3. Bölüm

384 15 1
                                    

Erkin Koray - Şaşkın

"Tanımamak tanımaktan iyidir.
Seni bir kere tanıdıktan sonra,
yaşamak acısını da tanıdım.
Bu acıyı beraber tadalım.
Mâra."

Asaf Hâlet Çelebi

***

Bugün kardeşime söz kesecektik. Akşam için hazırlanma bahanesiyle evden çıkmış, koşa koşa amcamlara gitmiştim. Zeliha beni makyaj masasının hemen önündeki sandalyeye oturtmuş, önüme de bir sürü makyaj malzemesi sunmuştu. Ona nasıl bir makyaj istediğimi tarif edene kadar göbeğim çatlamıştı resmen. Abartılı bir şey istemediğimi belirttiğim halde önüme simli rujlar, renkli farlar getirip duruyordu.

"Kızım, görümce olduğun belli olsun. Yataktan kalktığın gibi mi gideceksin?"

"Ya ne alakası var?" dedim, öfkeyle. "Makyaj yapmayınca bakımsız mı oluyoruz? Rahat edemiyorum diyorum sana. Yüzümü ıslak mendille durulayasım geliyor."

"İyi, peki." dedi, gözlerini devirerek. Ardından tam istediğim gibi hafif bir makyaj yaptı. Elindeki makyaj fırçasını masanın üzerine bıraktıktan sonra çenemin altından tutarak başımı hafifçe yukarı kaldırdı. "Öyle duru bir güzelliğin var ki Melda.. Vallahi ben senin kadar güzel olsam asla ziyan etmezdim bu güzelliği."

"Hadi oradan." dedim, elimi sallayarak. "Sen benden daha güzelsin. Hülya Koçyiğit gibi kızsın, ettiğin laflara bak."

Zeliha güzelliğinin farkında olan bir kızdı. Sarı saçları, mavi gözleri ve bembeyaz teniyle ona dönüp ikinci kez bakmayacak bir erkek tanımıyordum şu koskoca mahallede. Yalnızca bazen beni övmeye çalışırken kendisini böyle yerdiği olurdu.

Ben elbisemi giyinmek için masadan kalktığımda Zeliha oturdu ve bu sefer kendi makyajını yapmaya başladı. Elbisemi özenle giydikten sonra aynalı gardırobun karşısına geçerek kendime kısa bir bakış attım. Zümrüt yeşili elbisem gözlerimle aynı renkteydi. Dizlerimin biraz aşağısında biten elbisemin kollarında sekiz, belimden boynuma kadar olan kısmında ise on dört tane brit düğme vardı. Kol manşetleri dar, beli ise bedenime tam oturuyordu. Elbise bakmaya gittiğimizde vitrinde gördüğüm an bayılmıştım bu elbiseye.

Zeliha elbisesini giyinmek için ayağa kalktığında ikimiz de kısa bir an birbirimizi süzdük. Ardından aynı anda kahkaha attık. "Çok güzeliz be!" dedi Zeliha, yanağıma sıkı bir öpücük kondurmadan hemen önce. Ben de onu öpmek istedim fakat şahane (!) makyajının bozulacağını iddia ederek bana engel oldu.

***

Serhat elindeki kocaman çiçek buketinin arkasından heyecanlı heyecanlı gülüyor, babam ise ona ters bakışlar atıyordu. "Oğlum ciddi ol biraz. Adam vermeyecek kızı bak."
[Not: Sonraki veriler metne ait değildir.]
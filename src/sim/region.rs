//! Axis-aligned zones overriding friction/gravity or draining balls
//!
//! Regions are checked in list order and never blended: for each override the
//! first region that carries it and contains the point wins.

use glam::Vec2;
use serde::{Deserialize, Serialize};

#[derive(Debug, Clone, Serialize, Deserialize)]
pub struct Region {
    /// Top-left corner
    pub min: Vec2,
    pub size: Vec2,
    /// Balls whose center enters are removed
    #[serde(default)]
    pub disappears: bool,
    #[serde(default)]
    pub friction: Option<f32>,
    #[serde(default)]
    pub gravity: Option<f32>,
}

impl Region {
    /// Strict containment: points on the border are outside
    pub fn contains(&self, point: Vec2) -> bool {
        let max = self.min + self.size;
        self.min.x < point.x && point.x < max.x && self.min.y < point.y && point.y < max.y
    }
}

/// Friction override at `point`, if any region provides one
pub fn friction_at(regions: &[Region], point: Vec2) -> Option<f32> {
    regions
        .iter()
        .find(|r| r.friction.is_some() && r.contains(point))
        .and_then(|r| r.friction)
}

/// Gravity override at `point`, if any region provides one
pub fn gravity_at(regions: &[Region], point: Vec2) -> Option<f32> {
    regions
        .iter()
        .find(|r| r.gravity.is_some() && r.contains(point))
        .and_then(|r| r.gravity)
}

/// True if `point` is inside any draining region
pub fn drains(regions: &[Region], point: Vec2) -> bool {
    regions.iter().any(|r| r.disappears && r.contains(point))
}
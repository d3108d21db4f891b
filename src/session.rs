//! One simulation run wired to its input queue and display
//!
//! The scheduler calls `step` once per tick interval. Each step drains at most
//! one key, advances the machine and presents the resulting frame.

use crate::consts::QUIT_KEY;
use crate::frame::{Display, Frame};
use crate::input::KeyReceiver;
use crate::sim::{Machine, TickReport, tick};

pub struct Session<D: Display> {
    pub machine: Machine,
    keys: KeyReceiver,
    display: D,
}

impl<D: Display> Session<D> {
    pub fn new(machine: Machine, keys: KeyReceiver, display: D) -> Self {
        Self {
            machine,
            keys,
            display,
        }
    }

    /// Run one tick
    ///
    /// Returns `None` without ticking when the drained key is the quit key.
    pub fn step(&mut self) -> Option<TickReport> {
        let key = self.keys.next_key();
        if key == Some(QUIT_KEY) {
            log::info!("Quit requested after tick {}", self.machine.time_ticks);
            return None;
        }
        let report = tick(&mut self.machine, key);
        self.display.present(&Frame::capture(&self.machine));
        Some(report)
    }

    pub fn display(&self) -> &D {
        &self.display
    }
}
//! Setup-time errors
//!
//! Everything that can go wrong happens while building a table. Once a
//! `Machine` exists, ticking it cannot fail.

use std::path::PathBuf;

use thiserror::Error;

/// Errors raised while loading or validating tunables and layouts.
#[derive(Debug, Error)]
pub enum ConfigError {
    /// A wall or actuator geometry has zero length.
    #[error("entity {index}: {geometry} segment has zero length")]
    DegenerateSegment {
        /// Position of the descriptor in the layout.
        index: usize,
        /// Which geometry was degenerate ("wall", "rest" or "extended").
        geometry: &'static str,
    },

    /// Disk bounding box is not square.
    #[error("entity {index}: disk is not symmetric ({width} x {height})")]
    AsymmetricDisk {
        index: usize,
        width: f32,
        height: f32,
    },

    /// Disk diameter is zero or negative.
    #[error("entity {index}: disk diameter must be positive, got {diameter}")]
    InvalidDiameter { index: usize, diameter: f32 },

    /// A region has a negative friction override.
    #[error("region {index}: friction override must be non-negative, got {friction}")]
    InvalidRegion { index: usize, friction: f32 },

    /// A global tunable is out of range.
    #[error("invalid tunable {name}: {value}")]
    InvalidTunable { name: &'static str, value: String },

    /// Reading a config file failed.
    #[error("failed to read {}: {source}", .path.display())]
    Io {
        path: PathBuf,
        #[source]
        source: std::io::Error,
    },

    /// A config file is not valid JSON for the expected shape.
    #[error("failed to parse config: {0}")]
    Parse(#[from] serde_json::Error),
}

impl ConfigError {
    /// Creates an invalid tunable error.
    pub fn tunable(name: &'static str, value: impl std::fmt::Display) -> Self {
        Self::InvalidTunable {
            name,
            value: value.to_string(),
        }
    }
}
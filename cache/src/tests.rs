// Copyright 2025 Javelin project contributors (see CONTRIBUTORS.md).
// Licensed under the Apache License, Version 2.0 (see LICENSE).
use std::path::PathBuf;
use std::sync::Arc;

use target::{LocalTarget, Target};

use super::{CacheKey, HostCache, TargetCache};

fn write_file(dir: &tempfile::TempDir, name: &str, contents: &[u8]) -> PathBuf {
    let path = dir.path().join(name);
    std::fs::write(&path, contents).unwrap();
    path
}

#[test]
fn keys_are_stable_and_namespaced() {
    let dir = tempfile::TempDir::new().unwrap();
    let a = write_file(&dir, "a", b"identical bytes");
    let b = write_file(&dir, "b", b"identical bytes");
    let c = write_file(&dir, "c", b"different bytes");

    assert_eq!(
        CacheKey::compute("dex", &a).unwrap(),
        CacheKey::compute("dex", &b).unwrap()
    );
    assert_ne!(
        CacheKey::compute("dex", &a).unwrap(),
        CacheKey::compute("dex", &c).unwrap()
    );
    assert_ne!(
        CacheKey::compute("dex", &a).unwrap(),
        CacheKey::compute("pushed", &a).unwrap()
    );
    assert!(CacheKey::compute("dex", &a).unwrap().as_str().starts_with("dex."));
}

#[tokio::test]
async fn publish_then_lookup_roundtrips() {
    let dir = tempfile::TempDir::new().unwrap();
    let cache = HostCache::new(dir.path().join("cache")).unwrap();
    let source = write_file(&dir, "artifact.jar", b"jar bytes");
    let key = CacheKey::compute("dex", &source).unwrap();

    let destination = dir.path().join("out.jar");
    assert!(!cache.lookup(&key, &destination).await.unwrap());

    cache.publish(&key, &source).await.unwrap();
    assert!(cache.lookup(&key, &destination).await.unwrap());
    assert_eq!(std::fs::read(&destination).unwrap(), b"jar bytes");
}

#[tokio::test]
async fn publish_is_idempotent() {
    let dir = tempfile::TempDir::new().unwrap();
    let cache = HostCache::new(dir.path().join("cache")).unwrap();
    let source = write_file(&dir, "artifact.jar", b"jar bytes");
    let key = CacheKey::compute("dex", &source).unwrap();

    cache.publish(&key, &source).await.unwrap();
    cache.publish(&key, &source).await.unwrap();

    // Exactly one complete entry, no leftover staging files.
    let entries: Vec<_> = std::fs::read_dir(dir.path().join("cache"))
        .unwrap()
        .map(|e| e.unwrap().file_name().into_string().unwrap())
        .collect();
    assert_eq!(entries, vec![key.as_str().to_owned()]);
}

#[tokio::test]
async fn concurrent_publishes_leave_a_complete_entry() {
    let dir = tempfile::TempDir::new().unwrap();
    let cache = HostCache::new(dir.path().join("cache")).unwrap();
    let source = write_file(&dir, "artifact.jar", &vec![7_u8; 64 * 1024]);
    let key = CacheKey::compute("dex", &source).unwrap();

    let publishes = (0..8).map(|_| {
        let cache = cache.clone();
        let key = key.clone();
        let source = source.clone();
        tokio::spawn(async move { cache.publish(&key, &source).await })
    });
    for publish in publishes {
        publish.await.unwrap().unwrap();
    }

    let destination = dir.path().join("out.jar");
    assert!(cache.lookup(&key, &destination).await.unwrap());
    assert_eq!(std::fs::read(&destination).unwrap(), vec![7_u8; 64 * 1024]);
}

#[tokio::test]
async fn target_cache_roundtrips_through_a_target() {
    let dir = tempfile::TempDir::new().unwrap();
    let target: Arc<dyn Target> = Arc::new(LocalTarget::new());
    let cache = TargetCache::new(target, dir.path().join("device-cache"));
    cache.prepare().await.unwrap();

    let source = write_file(&dir, "classes.jar", b"dexed");
    let key = CacheKey::compute("pushed", &source).unwrap();
    let destination = dir.path().join("deployed.jar");

    assert!(!cache.lookup(&key, &destination).await.unwrap());
    cache.publish_from_local(&key, &source).await.unwrap();
    cache.publish_from_local(&key, &source).await.unwrap();
    assert!(cache.lookup(&key, &destination).await.unwrap());
    assert_eq!(std::fs::read(&destination).unwrap(), b"dexed");
}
"Ya niye vermesin amca? Ne güzel işte, çocuk neşe dağıtıyor." diye atıldı Zeliha, Serhat'ın omzuna destek verircesine hafifçe vurarak. Annem elindeki mendille Serhat'ın alnındaki terleri silerken babam içinden sabır çekiyor olmalıydı. Gülümseyerek kardeşime göz kırptım. Çocuk gibi yerinde duramıyor, yirmi iki yaşında kocaman delikanlı gibi değil de, on yaşında bir çocuk gibi davranıyordu.

"E hadi, çalalım artık zili. Neyi bekliyoruz?" Amcamın serzenişi üzerine babam zile bastı. Ardından hepimiz tek tek içeri girdik. Koridora geçerken karşıma çıkan Selma'ya elimdeki çikolata kutusunu uzattım. Çikolata kutusunu neden benim tuttuğumu ise asla bilmiyordum. Hepimiz içeri girdikten sonra ise en son Serhat girmiş, elindeki çiçekleri Selma'ya uzatmıştı. Kız buketin büyüklüğü karşısında ufak bir şaşkınlık geçirse de hemen kendisini toparladı ve gülümseyerek başıyla ufak bir selam verdi. Ardından hepimiz salona geçtik.